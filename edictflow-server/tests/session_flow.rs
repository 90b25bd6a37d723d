//! End-to-end sessions over a real socket

use std::sync::Arc;
use std::time::Duration;

use edictflow_core::directory::{StaticDirectory, Team};
use edictflow_core::engine::Controller;
use edictflow_core::model::{ApprovalDecision, EnforcementMode, NewRule, TargetLayer};
use edictflow_core::protocol::{
    AgentStatus, ChangeDetectedPayload, Envelope, HeartbeatPayload, Message,
};
use edictflow_server::auth::{Identity, StaticTokens};
use edictflow_server::{AppState, ControllerServer, ServerConfig};
use futures::{SinkExt, StreamExt};
use tokio::net::TcpStream;
use tokio_tungstenite::tungstenite::client::IntoClientRequest;
use tokio_tungstenite::tungstenite::http::HeaderValue;
use tokio_tungstenite::tungstenite::Message as WsMessage;
use tokio_tungstenite::{MaybeTlsStream, WebSocketStream};

type Client = WebSocketStream<MaybeTlsStream<TcpStream>>;

struct Running {
    server: Arc<ControllerServer>,
    url: String,
    stop: Option<tokio::sync::oneshot::Sender<()>>,
}

impl Drop for Running {
    fn drop(&mut self) {
        if let Some(stop) = self.stop.take() {
            let _ = stop.send(());
        }
    }
}

async fn start() -> Running {
    let directory = StaticDirectory::new()
        .with_team(Team::new("web").inheriting_global())
        .with_member("dev", "web")
        .with_permission("lead", "*");
    let tokens = StaticTokens::new().with_token("agent-token", Identity::agent("dev", "agent-1"));
    let server = Arc::new(ControllerServer::new(AppState::new(
        ServerConfig::default(),
        Controller::builder().directory(Arc::new(directory)),
        Arc::new(tokens),
    )));

    let listener = tokio::net::TcpListener::bind("127.0.0.1:0").await.unwrap();
    let url = format!("ws://{}/api/v1/ws", listener.local_addr().unwrap());
    let (stop, stopped) = tokio::sync::oneshot::channel::<()>();
    let serving = server.clone();
    tokio::spawn(async move {
        let _ = serving
            .serve(listener, async {
                let _ = stopped.await;
            })
            .await;
    });

    Running {
        server,
        url,
        stop: Some(stop),
    }
}

async fn connect(url: &str, token: &str) -> Client {
    let mut request = url.into_client_request().unwrap();
    request.headers_mut().insert(
        "authorization",
        HeaderValue::from_str(&format!("Bearer {}", token)).unwrap(),
    );
    let (client, _) = tokio_tungstenite::connect_async(request).await.unwrap();
    client
}

async fn send(client: &mut Client, envelope: Envelope) {
    client
        .send(WsMessage::Text(envelope.encode().unwrap()))
        .await
        .unwrap();
}

/// Next decoded controller message, skipping control frames
async fn next_message(client: &mut Client) -> Message {
    loop {
        let frame = tokio::time::timeout(Duration::from_secs(5), client.next())
            .await
            .expect("timed out waiting for a frame")
            .expect("session closed")
            .unwrap();
        if let WsMessage::Text(text) = frame {
            return Envelope::decode(&text).unwrap().message().unwrap().unwrap();
        }
    }
}

async fn wait_for_session(server: &ControllerServer, agent_id: &str) {
    for _ in 0..100 {
        if server.state().registry.is_connected(agent_id) {
            return;
        }
        tokio::time::sleep(Duration::from_millis(10)).await;
    }
    panic!("session for {} never registered", agent_id);
}

fn approve_rule(controller: &Controller, mode: EnforcementMode) -> String {
    let mut input = NewRule::new("Guarded", "Keep this block.", TargetLayer::Organization);
    input.enforcement_mode = mode;
    let rule = controller.rules().create(input, "admin").unwrap();
    controller.rules().submit(&rule.id, "admin").unwrap();
    controller
        .rules()
        .vote(&rule.id, "lead", ApprovalDecision::Approved, None)
        .unwrap();
    rule.id
}

fn heartbeat(version: u64) -> Envelope {
    Envelope::new(Message::Heartbeat(HeartbeatPayload {
        status: AgentStatus::Online,
        cached_version: version,
        active_projects: vec!["/work/app".into()],
        hostname: None,
        agent_version: None,
    }))
    .unwrap()
}

#[tokio::test]
async fn test_handshake_rejects_unknown_credential() {
    let running = start().await;
    let mut request = running.url.as_str().into_client_request().unwrap();
    request
        .headers_mut()
        .insert("authorization", HeaderValue::from_static("Bearer forged"));
    assert!(tokio_tungstenite::connect_async(request).await.is_err());
}

#[tokio::test]
async fn test_heartbeat_change_and_resolution_round_trip() {
    let running = start().await;
    let controller = running.server.state().controller.clone();
    let rule_id = approve_rule(&controller, EnforcementMode::Block);

    let mut client = connect(&running.url, "agent-token").await;
    send(&mut client, heartbeat(0)).await;
    let version = match next_message(&mut client).await {
        Message::ConfigUpdate(config) => {
            assert_eq!(config.rules.len(), 1);
            config.version
        }
        other => panic!("expected config_update, got {:?}", other),
    };
    assert!(version >= 1);

    let detected = Envelope::with_ref_id(
        "ref-1",
        Message::ChangeDetected(ChangeDetectedPayload {
            rule_id: rule_id.clone(),
            file_path: "/work/app/CLAUDE.md".into(),
            original_hash: "aaaa".into(),
            modified_hash: "bbbb".into(),
            diff: "+ edit".into(),
            enforcement_mode: EnforcementMode::Block,
        }),
    )
    .unwrap();
    send(&mut client, detected).await;
    let change_id = match next_message(&mut client).await {
        Message::Ack(ack) => {
            assert_eq!(ack.ref_id, "ref-1");
            ack.entity_id.unwrap()
        }
        other => panic!("expected ack, got {:?}", other),
    };

    controller.changes().reject(&change_id, "lead").unwrap();
    match next_message(&mut client).await {
        Message::ChangeRejected(p) => {
            assert_eq!(p.change_id, change_id);
            assert_eq!(p.revert_to_hash, "aaaa");
        }
        other => panic!("expected change_rejected, got {:?}", other),
    }
}

#[tokio::test]
async fn test_approval_broadcasts_to_live_sessions() {
    let running = start().await;
    let mut client = connect(&running.url, "agent-token").await;
    wait_for_session(&running.server, "agent-1").await;

    approve_rule(&running.server.state().controller, EnforcementMode::Advisory);
    match next_message(&mut client).await {
        Message::ConfigUpdate(config) => assert_eq!(config.rules.len(), 1),
        other => panic!("expected config_update, got {:?}", other),
    }
}

#[tokio::test]
async fn test_new_handshake_supersedes_old_session() {
    let running = start().await;
    let mut first = connect(&running.url, "agent-token").await;
    wait_for_session(&running.server, "agent-1").await;
    let mut second = connect(&running.url, "agent-token").await;

    // The superseded socket is closed by the controller
    let closed = tokio::time::timeout(Duration::from_secs(5), async {
        loop {
            match first.next().await {
                None | Some(Err(_)) | Some(Ok(WsMessage::Close(_))) => break,
                Some(Ok(_)) => continue,
            }
        }
    })
    .await;
    assert!(closed.is_ok());

    // The replacement still works
    send(&mut second, heartbeat(0)).await;
    assert!(matches!(
        next_message(&mut second).await,
        Message::ConfigUpdate(_)
    ));
    assert_eq!(running.server.state().registry.len(), 1);
}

Exercise:
Copy out the full set of records precisely, leaving nothing out.

Solved exercise:
filename edictflow-server/tests/session_flow.rs
repository 90b25bd6a37d723d
//! End-to-end sessions over a real socket

use std::sync::Arc;
use std::time::Duration;

use edictflow_core::directory::{StaticDirectory, Team};
use edictflow_core::engine::Controller;
use edictflow_core::model::{ApprovalDecision, EnforcementMode, NewRule, TargetLayer};
use edictflow_core::protocol::{
    AgentStatus, ChangeDetectedPayload, Envelope, HeartbeatPayload, Message,
};
use edictflow_server::auth::{Identity, StaticTokens};
use edictflow_server::{AppState, ControllerServer, ServerConfig};
use futures::{SinkExt, StreamExt};
use tokio::net::TcpStream;
use tokio_tungstenite::tungstenite::client::IntoClientRequest;
use tokio_tungstenite::tungstenite::http::HeaderValue;
use tokio_tungstenite::tungstenite::Message as WsMessage;
use tokio_tungstenite::{MaybeTlsStream, WebSocketStream};

type Client = WebSocketStream<MaybeTlsStream<TcpStream>>;

struct Running {
    server: Arc<ControllerServer>,
    url: String,
    stop: Option<tokio::sync::oneshot::Sender<()>>,
}

impl Drop for Running {
    fn drop(&mut self) {
        if let Some(stop) = self.stop.take() {
            let _ = stop.send(());
        }
    }
}

async fn start() -> Running {
    let directory = StaticDirectory::new()
        .with_team(Team::new("web").inheriting_global())
        .with_member("dev", "web")
        .with_permission("lead", "*");
    let tokens = StaticTokens::new().with_token("agent-token", Identity::agent("dev", "agent-1"));
    let server = Arc::new(ControllerServer::new(AppState::new(
        ServerConfig::default(),
        Controller::builder().directory(Arc::new(directory)),
        Arc::new(tokens),
    )));

    let listener = tokio::net::TcpListener::bind("127.0.0.1:0").await.unwrap();
    let url = format!("ws://{}/api/v1/ws", listener.local_addr().unwrap());
    let (stop, stopped) = tokio::sync::oneshot::channel::<()>();
    let serving = server.clone();
    tokio::spawn(async move {
        let _ = serving
            .serve(listener, async {
                let _ = stopped.await;
            })
            .await;
    });

    Running {
        server,
        url,
        stop: Some(stop),
    }
}

async fn connect(url: &str, token: &str) -> Client {
    let mut request = url.into_client_request().unwrap();
    request.headers_mut().insert(
        "authorization",
        HeaderValue::from_str(&format!("Bearer {}", token)).unwrap(),
    );
    let (client, _) = tokio_tungstenite::connect_async(request).await.unwrap();
    client
}

async fn send(client: &mut Client, envelope: Envelope) {
    client
        .send(WsMessage::Text(envelope.encode().unwrap()))
        .await
        .unwrap();
}

/// Next decoded controller message, skipping control frames
async fn next_message(client: &mut Client) -> Message {
    loop {
        let frame = tokio::time::timeout(Duration::from_secs(5), client.next())
            .await
            .expect("timed out waiting for a frame")
            .expect("session closed")
            .unwrap();
        if let WsMessage::Text(text) = frame {
            return Envelope::decode(&text).unwrap().message().unwrap().unwrap();
        }
    }
}

async fn wait_for_session(server: &ControllerServer, agent_id: &str) {
    for _ in 0..100 {
        if server.state().registry.is_connected(agent_id) {
            return;
        }
        tokio::time::sleep(Duration::from_millis(10)).await;
    }
    panic!("session for {} never registered", agent_id);
}

fn approve_rule(controller: &Controller, mode: EnforcementMode) -> String {
    let mut input = NewRule::new("Guarded", "Keep this block.", TargetLayer::Organization);
    input.enforcement_mode = mode;
    let rule = controller.rules().create(input, "admin").unwrap();
    controller.rules().submit(&rule.id, "admin").unwrap();
    controller
        .rules()
        .vote(&rule.id, "lead", ApprovalDecision::Approved, None)
        .unwrap();
    rule.id
}

fn heartbeat(version: u64) -> Envelope {
    Envelope::new(Message::Heartbeat(HeartbeatPayload {
        status: AgentStatus::Online,
        cached_version: version,
        active_projects: vec!["/work/app".into()],
        hostname: None,
        agent_version: None,
    }))
    .unwrap()
}

#[tokio::test]
async fn test_handshake_rejects_unknown_credential() {
    let running = start().await;
    let mut request = running.url.as_str().into_client_request().unwrap();
    request
        .headers_mut()
        .insert("authorization", HeaderValue::from_static("Bearer forged"));
    assert!(tokio_tungstenite::connect_async(request).await.is_err());
}

#[tokio::test]
async fn test_heartbeat_change_and_resolution_round_trip() {
    let running = start().await;
    let controller = running.server.state().controller.clone();
    let rule_id = approve_rule(&controller, EnforcementMode::Block);

    let mut client = connect(&running.url, "agent-token").await;
    send(&mut client, heartbeat(0)).await;
    let version = match next_message(&mut client).await {
        Message::ConfigUpdate(config) => {
            assert_eq!(config.rules.len(), 1);
            config.version
        }
        other => panic!("expected config_update, got {:?}", other),
    };
    assert!(version >= 1);

    let detected = Envelope::with_ref_id(
        "ref-1",
        Message::ChangeDetected(ChangeDetectedPayload {
            rule_id: rule_id.clone(),
            file_path: "/work/app/CLAUDE.md".into(),
            original_hash: "aaaa".into(),
            modified_hash: "bbbb".into(),
            diff: "+ edit".into(),
            enforcement_mode: EnforcementMode::Block,
        }),
    )
    .unwrap();
    send(&mut client, detected).await;
    let change_id = match next_message(&mut client).await {
        Message::Ack(ack) => {
            assert_eq!(ack.ref_id, "ref-1");
            ack.entity_id.unwrap()
        }
        other => panic!("expected ack, got {:?}", other),
    };

    controller.changes().reject(&change_id, "lead").unwrap();
    match next_message(&mut client).await {
        Message::ChangeRejected(p) => {
            assert_eq!(p.change_id, change_id);
            assert_eq!(p.revert_to_hash, "aaaa");
        }
        other => panic!("expected change_rejected, got {:?}", other),
    }
}

#[tokio::test]
async fn test_approval_broadcasts_to_live_sessions() {
    let running = start().await;
    let mut client = connect(&running.url, "agent-token").await;
    wait_for_session(&running.server, "agent-1").await;

    approve_rule(&running.server.state().controller, EnforcementMode::Advisory);
    match next_message(&mut client).await {
        Message::ConfigUpdate(config) => assert_eq!(config.rules.len(), 1),
        other => panic!("expected config_update, got {:?}", other),
    }
}

#[tokio::test]
async fn test_new_handshake_supersedes_old_session() {
    let running = start().await;
    let mut first = connect(&running.url, "agent-token").await;
    wait_for_session(&running.server, "agent-1").await;
    let mut second = connect(&running.url, "agent-token").await;

    // The superseded socket is closed by the controller
    let closed = tokio::time::timeout(Duration::from_secs(5), async {
        loop {
            match first.next().await {
                None | Some(Err(_)) | Some(Ok(WsMessage::Close(_))) => break,
                Some(Ok(_)) => continue,
            }
        }
    })
    .await;
    assert!(closed.is_ok());

    // The replacement still works
    send(&mut second, heartbeat(0)).await;
    assert!(matches!(
        next_message(&mut second).await,
        Message::ConfigUpdate(_)
    ));
    assert_eq!(running.server.state().registry.len(), 1);
}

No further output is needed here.